Print nothing but the lines below starting at the line that holds "fn unexpected(did: uuid::Uuid, event: &ActionEvent)" and ending at the line that holds "fn settle(delta_file: &mut", including both, each exactly as written.

START RECORDS FOR THE TASK

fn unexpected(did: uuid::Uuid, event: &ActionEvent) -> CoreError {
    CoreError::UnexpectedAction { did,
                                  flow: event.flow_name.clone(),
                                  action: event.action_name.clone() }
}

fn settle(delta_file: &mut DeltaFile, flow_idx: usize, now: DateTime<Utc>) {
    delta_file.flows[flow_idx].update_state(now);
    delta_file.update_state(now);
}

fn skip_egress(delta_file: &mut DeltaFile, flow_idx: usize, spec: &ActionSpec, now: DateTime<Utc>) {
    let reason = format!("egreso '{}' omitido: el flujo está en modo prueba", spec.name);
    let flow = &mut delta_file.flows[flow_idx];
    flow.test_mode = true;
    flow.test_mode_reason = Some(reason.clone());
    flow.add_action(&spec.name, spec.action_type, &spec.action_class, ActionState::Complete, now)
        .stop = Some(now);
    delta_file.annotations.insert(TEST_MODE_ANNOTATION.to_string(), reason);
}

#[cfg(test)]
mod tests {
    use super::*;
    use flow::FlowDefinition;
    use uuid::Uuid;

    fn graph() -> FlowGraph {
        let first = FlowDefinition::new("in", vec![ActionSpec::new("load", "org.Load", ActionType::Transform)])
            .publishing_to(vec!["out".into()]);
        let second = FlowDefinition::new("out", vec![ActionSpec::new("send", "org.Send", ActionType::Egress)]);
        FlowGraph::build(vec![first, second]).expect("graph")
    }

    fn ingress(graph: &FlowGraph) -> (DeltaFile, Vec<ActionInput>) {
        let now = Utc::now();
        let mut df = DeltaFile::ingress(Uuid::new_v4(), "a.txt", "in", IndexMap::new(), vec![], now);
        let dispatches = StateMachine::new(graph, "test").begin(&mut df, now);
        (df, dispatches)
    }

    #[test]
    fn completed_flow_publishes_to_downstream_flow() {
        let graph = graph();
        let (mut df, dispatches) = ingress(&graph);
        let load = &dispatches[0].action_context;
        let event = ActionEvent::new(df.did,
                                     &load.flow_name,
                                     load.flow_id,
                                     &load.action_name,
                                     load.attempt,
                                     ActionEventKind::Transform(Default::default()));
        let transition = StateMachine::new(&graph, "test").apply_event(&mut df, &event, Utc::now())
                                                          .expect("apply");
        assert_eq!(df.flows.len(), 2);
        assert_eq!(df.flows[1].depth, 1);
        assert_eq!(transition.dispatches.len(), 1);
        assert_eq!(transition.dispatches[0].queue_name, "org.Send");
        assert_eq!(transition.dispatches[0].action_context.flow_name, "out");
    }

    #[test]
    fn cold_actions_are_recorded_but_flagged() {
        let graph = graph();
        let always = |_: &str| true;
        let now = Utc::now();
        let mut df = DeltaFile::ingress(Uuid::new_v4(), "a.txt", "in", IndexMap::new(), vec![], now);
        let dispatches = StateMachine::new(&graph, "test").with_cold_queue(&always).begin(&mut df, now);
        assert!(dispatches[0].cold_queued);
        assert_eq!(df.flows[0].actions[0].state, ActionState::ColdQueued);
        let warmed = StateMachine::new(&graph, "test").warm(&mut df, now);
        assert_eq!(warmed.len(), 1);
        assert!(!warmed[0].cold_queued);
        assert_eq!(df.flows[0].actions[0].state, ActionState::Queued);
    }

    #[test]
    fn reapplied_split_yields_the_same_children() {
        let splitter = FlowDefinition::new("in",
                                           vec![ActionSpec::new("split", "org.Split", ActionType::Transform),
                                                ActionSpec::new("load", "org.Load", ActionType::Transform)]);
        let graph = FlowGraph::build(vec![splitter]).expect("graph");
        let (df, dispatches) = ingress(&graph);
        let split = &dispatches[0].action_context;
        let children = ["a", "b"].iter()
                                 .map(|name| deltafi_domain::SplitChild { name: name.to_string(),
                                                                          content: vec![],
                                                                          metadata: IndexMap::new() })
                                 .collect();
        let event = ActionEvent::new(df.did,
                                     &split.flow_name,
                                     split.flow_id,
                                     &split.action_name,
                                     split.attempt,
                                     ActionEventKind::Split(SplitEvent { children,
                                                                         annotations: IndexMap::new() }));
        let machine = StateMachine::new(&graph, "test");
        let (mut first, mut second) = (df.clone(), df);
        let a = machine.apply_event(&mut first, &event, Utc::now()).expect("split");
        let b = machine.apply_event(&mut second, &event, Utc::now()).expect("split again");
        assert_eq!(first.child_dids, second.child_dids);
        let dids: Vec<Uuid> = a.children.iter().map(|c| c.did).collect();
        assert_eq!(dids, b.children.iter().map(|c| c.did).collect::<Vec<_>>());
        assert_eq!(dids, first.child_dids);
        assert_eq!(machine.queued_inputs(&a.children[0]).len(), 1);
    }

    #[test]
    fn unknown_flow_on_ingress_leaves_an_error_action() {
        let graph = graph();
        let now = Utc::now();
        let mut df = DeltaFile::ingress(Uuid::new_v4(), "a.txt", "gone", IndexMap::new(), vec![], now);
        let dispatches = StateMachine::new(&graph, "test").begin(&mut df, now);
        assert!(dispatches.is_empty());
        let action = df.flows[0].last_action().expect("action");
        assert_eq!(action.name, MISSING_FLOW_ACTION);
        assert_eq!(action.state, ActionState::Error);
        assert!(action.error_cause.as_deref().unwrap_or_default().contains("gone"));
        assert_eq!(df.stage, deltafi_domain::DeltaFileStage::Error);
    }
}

END RECORDS FOR THE TASK
START RECORDS FOR THE TASK

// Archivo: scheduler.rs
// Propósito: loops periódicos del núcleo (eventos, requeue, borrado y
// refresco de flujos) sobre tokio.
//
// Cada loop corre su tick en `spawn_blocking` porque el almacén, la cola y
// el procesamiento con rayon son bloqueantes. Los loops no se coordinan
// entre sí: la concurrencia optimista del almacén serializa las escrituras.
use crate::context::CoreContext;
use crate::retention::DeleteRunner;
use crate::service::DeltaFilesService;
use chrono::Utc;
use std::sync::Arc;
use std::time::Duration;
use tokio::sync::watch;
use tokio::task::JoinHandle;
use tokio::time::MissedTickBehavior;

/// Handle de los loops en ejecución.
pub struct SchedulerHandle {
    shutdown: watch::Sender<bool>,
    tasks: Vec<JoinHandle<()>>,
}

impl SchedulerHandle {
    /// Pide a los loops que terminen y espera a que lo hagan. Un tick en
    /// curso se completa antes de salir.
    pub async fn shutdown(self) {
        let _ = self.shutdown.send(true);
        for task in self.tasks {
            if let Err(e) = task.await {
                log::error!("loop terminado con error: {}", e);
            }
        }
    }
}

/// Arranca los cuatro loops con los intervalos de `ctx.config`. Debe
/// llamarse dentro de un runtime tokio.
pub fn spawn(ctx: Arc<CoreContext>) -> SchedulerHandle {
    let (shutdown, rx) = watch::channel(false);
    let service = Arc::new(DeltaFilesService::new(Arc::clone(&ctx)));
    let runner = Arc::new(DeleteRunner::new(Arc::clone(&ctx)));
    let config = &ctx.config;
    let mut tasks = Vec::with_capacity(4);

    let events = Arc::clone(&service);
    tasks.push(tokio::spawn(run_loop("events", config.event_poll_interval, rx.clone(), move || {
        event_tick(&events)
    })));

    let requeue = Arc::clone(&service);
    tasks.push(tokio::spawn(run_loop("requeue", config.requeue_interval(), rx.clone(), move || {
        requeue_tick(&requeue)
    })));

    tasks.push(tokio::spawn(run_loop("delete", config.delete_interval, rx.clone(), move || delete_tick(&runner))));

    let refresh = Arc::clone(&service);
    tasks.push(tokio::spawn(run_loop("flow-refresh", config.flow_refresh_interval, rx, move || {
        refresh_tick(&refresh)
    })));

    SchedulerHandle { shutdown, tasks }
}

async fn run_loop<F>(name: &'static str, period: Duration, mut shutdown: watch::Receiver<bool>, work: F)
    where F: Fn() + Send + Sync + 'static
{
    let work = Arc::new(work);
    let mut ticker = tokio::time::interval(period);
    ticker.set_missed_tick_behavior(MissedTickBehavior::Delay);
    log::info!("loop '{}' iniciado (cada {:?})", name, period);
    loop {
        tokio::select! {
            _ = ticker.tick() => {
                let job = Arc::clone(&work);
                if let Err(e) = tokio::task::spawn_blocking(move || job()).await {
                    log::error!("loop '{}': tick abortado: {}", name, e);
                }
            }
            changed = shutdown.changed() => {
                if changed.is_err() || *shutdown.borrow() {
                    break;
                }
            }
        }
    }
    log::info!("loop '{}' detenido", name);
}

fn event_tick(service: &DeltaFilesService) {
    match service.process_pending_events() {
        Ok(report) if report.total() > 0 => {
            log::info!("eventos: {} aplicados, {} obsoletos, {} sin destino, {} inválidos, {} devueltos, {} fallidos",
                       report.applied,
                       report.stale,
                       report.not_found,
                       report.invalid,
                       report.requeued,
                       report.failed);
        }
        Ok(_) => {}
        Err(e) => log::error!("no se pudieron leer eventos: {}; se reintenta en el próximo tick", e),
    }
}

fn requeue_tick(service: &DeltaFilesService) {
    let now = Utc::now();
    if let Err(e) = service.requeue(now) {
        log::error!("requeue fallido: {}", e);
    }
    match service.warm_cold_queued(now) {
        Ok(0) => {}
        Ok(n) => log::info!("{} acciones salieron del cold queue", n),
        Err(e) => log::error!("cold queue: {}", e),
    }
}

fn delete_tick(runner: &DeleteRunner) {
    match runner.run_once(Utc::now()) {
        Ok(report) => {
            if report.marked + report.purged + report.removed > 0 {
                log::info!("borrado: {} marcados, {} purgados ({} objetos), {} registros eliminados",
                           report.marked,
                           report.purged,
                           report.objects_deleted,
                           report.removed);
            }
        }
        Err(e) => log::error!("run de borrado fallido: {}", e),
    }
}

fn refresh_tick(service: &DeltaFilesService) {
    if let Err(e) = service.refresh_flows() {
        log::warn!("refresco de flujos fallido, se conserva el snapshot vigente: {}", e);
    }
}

END RECORDS FOR THE TASK

▸ OUTPUT OF THE EXERCISE
fn unexpected(did: uuid::Uuid, event: &ActionEvent) -> CoreError {
    CoreError::UnexpectedAction { did,
                                  flow: event.flow_name.clone(),
                                  action: event.action_name.clone() }
}

fn settle(delta_file: &mut DeltaFile, flow_idx: usize, now: DateTime<Utc>) {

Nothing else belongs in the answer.